**WORK TO COMPLETE:**
Copy each line in the data that includes the word "collect".

(Saved entries)
____

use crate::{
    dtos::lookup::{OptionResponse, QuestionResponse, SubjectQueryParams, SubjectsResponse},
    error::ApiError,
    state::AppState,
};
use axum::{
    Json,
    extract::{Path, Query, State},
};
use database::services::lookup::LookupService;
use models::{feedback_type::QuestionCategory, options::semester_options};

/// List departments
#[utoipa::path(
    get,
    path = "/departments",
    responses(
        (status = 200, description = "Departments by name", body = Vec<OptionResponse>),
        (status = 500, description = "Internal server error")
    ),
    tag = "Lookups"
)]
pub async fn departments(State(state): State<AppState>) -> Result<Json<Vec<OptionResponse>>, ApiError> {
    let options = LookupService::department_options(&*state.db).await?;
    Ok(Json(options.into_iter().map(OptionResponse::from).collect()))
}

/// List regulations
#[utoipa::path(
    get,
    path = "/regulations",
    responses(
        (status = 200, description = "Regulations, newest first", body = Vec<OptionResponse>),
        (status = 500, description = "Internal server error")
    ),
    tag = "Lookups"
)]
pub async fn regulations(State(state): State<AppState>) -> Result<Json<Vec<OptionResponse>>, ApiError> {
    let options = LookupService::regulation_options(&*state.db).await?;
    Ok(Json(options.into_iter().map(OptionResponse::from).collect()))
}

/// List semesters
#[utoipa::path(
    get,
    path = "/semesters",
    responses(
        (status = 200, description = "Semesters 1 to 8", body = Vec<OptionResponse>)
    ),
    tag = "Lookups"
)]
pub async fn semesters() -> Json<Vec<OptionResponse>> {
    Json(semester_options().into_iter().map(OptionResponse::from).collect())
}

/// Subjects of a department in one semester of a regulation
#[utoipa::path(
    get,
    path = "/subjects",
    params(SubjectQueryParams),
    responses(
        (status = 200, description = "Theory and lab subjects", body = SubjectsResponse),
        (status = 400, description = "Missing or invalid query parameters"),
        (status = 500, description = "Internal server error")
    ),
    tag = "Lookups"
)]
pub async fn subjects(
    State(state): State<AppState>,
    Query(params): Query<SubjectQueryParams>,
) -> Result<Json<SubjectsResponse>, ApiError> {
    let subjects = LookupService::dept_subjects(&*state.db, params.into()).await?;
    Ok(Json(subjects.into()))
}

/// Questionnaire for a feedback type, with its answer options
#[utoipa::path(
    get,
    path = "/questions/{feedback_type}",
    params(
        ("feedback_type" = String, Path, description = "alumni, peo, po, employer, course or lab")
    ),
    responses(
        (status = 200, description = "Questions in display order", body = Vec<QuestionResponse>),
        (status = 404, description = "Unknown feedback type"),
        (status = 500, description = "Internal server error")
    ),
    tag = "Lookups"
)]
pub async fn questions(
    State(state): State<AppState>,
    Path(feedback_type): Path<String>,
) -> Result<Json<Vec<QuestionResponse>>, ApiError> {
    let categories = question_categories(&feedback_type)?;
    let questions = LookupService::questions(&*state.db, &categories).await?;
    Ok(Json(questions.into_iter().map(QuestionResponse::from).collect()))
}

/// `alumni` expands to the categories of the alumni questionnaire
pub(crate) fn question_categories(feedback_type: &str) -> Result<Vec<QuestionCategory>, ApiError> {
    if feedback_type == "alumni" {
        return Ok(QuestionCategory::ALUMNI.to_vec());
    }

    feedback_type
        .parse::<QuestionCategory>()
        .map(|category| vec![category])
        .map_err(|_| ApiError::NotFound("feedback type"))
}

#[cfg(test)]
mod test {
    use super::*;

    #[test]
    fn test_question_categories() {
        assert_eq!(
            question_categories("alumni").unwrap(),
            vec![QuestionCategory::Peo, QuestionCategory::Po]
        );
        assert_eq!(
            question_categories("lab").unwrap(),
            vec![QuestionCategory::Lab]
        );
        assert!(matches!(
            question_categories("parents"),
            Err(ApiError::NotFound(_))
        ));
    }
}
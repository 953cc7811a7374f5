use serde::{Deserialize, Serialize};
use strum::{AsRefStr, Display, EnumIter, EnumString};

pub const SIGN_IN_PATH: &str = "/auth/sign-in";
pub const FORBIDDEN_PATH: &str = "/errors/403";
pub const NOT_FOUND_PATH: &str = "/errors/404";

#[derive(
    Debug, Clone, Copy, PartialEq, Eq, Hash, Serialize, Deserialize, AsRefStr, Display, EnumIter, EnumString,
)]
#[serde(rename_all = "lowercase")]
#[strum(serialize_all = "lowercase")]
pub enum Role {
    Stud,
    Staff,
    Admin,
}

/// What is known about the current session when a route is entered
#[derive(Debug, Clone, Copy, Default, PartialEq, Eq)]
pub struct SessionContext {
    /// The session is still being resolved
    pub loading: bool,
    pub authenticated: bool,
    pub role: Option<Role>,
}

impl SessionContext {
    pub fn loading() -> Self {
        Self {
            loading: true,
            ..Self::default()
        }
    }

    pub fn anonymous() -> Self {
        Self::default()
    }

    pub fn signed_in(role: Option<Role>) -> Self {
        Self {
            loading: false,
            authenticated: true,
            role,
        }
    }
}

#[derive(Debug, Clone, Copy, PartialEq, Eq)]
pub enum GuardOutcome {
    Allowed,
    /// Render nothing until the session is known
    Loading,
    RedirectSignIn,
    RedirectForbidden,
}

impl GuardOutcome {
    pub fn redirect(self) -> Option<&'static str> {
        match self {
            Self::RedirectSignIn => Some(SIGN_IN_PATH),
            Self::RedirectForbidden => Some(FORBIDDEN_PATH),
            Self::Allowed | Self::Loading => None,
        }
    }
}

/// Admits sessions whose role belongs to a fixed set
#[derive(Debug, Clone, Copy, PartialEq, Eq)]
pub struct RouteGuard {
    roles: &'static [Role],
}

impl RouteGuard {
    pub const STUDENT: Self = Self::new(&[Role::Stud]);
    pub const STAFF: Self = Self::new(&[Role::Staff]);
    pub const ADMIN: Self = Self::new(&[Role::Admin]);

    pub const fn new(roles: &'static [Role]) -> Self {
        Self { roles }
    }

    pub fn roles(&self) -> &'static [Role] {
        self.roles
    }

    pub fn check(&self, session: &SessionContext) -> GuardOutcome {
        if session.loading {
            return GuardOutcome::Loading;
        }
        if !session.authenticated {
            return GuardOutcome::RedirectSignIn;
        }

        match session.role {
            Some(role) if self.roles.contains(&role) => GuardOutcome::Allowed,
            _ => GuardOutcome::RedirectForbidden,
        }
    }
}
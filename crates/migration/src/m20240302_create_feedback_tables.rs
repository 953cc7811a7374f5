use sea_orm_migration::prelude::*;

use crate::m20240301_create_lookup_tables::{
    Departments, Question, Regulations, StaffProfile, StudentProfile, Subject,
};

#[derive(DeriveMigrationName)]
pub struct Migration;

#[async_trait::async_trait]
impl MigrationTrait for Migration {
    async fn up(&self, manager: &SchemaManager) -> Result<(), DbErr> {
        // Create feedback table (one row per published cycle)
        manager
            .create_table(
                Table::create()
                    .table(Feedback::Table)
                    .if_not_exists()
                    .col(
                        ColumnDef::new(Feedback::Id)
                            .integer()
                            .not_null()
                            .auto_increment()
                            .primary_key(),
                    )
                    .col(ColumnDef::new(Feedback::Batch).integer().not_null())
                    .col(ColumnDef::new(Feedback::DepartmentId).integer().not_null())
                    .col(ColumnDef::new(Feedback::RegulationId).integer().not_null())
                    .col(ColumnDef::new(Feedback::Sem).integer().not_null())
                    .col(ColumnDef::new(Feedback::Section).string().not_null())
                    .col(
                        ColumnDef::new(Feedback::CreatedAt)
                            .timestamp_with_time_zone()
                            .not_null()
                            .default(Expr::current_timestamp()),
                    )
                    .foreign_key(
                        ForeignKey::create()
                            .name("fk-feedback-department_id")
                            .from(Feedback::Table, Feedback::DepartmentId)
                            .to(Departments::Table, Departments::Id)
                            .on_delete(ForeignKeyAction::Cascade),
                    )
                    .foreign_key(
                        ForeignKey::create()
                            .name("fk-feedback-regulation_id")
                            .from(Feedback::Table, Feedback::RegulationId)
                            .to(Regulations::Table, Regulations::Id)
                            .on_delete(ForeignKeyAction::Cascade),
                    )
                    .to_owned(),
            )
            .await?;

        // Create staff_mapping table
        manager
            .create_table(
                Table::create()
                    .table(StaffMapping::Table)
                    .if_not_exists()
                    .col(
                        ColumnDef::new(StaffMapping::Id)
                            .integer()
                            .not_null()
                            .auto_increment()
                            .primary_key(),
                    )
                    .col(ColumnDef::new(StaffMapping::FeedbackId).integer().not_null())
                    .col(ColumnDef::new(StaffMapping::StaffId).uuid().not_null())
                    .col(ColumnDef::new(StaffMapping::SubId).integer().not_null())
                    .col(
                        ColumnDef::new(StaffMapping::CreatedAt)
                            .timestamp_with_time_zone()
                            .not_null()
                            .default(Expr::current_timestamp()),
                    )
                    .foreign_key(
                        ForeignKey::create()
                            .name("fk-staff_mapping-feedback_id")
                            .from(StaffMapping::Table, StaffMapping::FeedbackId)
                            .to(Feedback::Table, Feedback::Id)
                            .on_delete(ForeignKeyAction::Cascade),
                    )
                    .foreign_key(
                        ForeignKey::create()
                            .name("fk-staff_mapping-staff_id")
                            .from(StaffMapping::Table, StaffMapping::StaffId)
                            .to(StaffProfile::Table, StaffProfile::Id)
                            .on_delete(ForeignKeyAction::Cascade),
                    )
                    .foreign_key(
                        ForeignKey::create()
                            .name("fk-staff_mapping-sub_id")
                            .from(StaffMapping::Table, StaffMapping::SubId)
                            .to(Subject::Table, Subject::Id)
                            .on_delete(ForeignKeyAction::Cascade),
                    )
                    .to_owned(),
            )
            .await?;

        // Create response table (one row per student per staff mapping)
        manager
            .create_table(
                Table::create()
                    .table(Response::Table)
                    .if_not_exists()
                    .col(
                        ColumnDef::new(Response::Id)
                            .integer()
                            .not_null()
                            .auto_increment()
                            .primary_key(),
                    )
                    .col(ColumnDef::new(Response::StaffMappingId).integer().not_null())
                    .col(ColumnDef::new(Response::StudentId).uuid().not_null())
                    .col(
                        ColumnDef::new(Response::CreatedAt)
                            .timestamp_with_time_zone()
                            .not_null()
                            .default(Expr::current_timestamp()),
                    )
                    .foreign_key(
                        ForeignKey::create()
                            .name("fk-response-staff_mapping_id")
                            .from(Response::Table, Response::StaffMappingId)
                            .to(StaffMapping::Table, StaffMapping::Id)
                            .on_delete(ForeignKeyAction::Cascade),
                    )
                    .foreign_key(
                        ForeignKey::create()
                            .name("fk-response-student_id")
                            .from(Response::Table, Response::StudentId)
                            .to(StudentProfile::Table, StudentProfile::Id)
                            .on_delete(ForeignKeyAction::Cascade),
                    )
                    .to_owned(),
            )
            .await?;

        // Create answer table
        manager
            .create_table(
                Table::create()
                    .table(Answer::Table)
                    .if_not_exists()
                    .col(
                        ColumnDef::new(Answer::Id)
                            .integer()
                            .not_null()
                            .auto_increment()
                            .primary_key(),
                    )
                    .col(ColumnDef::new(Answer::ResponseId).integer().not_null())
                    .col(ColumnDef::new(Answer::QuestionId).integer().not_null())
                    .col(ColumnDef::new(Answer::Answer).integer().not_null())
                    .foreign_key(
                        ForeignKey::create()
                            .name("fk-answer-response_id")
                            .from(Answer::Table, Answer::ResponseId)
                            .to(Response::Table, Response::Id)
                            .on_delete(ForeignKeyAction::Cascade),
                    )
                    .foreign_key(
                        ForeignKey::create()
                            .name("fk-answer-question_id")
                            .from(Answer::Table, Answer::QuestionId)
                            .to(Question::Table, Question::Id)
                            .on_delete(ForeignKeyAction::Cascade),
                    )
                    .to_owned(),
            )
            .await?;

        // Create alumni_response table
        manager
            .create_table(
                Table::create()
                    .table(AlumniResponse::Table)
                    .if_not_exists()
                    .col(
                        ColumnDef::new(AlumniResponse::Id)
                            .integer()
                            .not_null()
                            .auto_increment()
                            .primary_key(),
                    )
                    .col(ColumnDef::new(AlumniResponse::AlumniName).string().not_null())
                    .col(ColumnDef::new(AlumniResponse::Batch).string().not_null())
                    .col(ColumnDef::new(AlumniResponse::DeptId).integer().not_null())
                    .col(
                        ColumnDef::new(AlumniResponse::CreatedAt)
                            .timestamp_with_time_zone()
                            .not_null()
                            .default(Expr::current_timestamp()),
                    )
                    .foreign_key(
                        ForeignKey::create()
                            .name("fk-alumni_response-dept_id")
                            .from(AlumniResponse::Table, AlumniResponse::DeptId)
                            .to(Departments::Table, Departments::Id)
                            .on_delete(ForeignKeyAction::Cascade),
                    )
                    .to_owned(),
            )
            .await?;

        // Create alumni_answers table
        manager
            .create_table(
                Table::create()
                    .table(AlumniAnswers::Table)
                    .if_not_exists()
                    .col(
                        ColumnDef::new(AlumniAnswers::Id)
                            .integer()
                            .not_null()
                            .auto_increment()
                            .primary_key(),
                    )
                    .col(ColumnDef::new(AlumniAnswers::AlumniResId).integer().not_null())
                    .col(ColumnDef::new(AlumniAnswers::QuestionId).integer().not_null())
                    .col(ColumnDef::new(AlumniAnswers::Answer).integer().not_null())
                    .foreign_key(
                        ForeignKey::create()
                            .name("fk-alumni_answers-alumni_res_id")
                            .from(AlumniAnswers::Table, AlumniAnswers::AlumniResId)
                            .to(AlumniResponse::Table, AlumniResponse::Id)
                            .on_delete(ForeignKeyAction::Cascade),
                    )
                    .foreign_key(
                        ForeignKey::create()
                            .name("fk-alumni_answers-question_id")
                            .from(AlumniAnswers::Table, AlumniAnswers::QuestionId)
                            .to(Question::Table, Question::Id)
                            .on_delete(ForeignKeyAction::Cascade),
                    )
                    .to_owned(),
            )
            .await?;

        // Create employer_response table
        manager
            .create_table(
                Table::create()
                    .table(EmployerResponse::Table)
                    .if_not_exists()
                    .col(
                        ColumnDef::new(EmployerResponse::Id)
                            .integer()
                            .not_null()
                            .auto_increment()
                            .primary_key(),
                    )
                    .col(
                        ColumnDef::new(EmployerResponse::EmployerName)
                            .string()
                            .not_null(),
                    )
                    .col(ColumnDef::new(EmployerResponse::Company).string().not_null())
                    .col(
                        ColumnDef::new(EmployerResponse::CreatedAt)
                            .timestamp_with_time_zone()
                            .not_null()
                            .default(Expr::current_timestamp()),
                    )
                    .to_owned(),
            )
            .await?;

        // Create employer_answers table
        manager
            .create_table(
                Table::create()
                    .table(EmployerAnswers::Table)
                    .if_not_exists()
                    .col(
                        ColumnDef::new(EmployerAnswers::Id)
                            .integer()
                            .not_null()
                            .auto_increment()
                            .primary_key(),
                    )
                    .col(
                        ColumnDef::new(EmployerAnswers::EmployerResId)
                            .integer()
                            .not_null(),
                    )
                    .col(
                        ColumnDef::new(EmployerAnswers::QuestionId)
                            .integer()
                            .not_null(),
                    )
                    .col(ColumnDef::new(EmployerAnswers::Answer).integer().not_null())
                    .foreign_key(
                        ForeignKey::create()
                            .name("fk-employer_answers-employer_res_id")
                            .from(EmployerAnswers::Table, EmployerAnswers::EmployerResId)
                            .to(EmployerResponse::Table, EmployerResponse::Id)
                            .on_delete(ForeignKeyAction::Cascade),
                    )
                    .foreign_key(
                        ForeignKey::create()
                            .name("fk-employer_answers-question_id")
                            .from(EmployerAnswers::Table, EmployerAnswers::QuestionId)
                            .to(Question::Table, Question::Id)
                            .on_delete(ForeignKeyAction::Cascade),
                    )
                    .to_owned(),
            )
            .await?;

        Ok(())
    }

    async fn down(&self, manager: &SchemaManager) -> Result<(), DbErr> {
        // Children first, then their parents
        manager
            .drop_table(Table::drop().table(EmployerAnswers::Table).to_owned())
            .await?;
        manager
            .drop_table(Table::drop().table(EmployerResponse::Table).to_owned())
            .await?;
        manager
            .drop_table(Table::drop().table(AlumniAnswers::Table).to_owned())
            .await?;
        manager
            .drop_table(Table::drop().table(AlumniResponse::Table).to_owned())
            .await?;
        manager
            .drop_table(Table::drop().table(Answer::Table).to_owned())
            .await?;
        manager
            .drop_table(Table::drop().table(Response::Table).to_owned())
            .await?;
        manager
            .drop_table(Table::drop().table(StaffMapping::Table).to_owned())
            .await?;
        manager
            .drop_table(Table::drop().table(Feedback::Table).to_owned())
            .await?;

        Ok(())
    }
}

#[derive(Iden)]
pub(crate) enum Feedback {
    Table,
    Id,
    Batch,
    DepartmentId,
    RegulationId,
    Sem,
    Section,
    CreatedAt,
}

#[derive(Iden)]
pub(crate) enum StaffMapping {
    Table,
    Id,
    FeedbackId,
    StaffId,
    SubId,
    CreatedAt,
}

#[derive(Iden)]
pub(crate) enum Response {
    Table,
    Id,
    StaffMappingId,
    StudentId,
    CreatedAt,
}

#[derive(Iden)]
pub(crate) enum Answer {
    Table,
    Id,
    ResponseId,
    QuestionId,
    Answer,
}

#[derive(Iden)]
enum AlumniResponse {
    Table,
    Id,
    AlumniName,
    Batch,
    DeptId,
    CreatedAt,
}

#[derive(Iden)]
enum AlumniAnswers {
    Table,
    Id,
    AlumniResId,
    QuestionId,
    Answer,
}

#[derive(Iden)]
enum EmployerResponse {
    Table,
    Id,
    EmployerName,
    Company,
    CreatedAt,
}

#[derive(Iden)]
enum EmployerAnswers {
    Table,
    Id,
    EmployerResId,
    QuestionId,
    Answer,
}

____

**EXERCISE RESULT:**
    Ok(Json(options.into_iter().map(OptionResponse::from).collect()))
    Ok(Json(options.into_iter().map(OptionResponse::from).collect()))
    Json(semester_options().into_iter().map(OptionResponse::from).collect())
    Ok(Json(questions.into_iter().map(QuestionResponse::from).collect()))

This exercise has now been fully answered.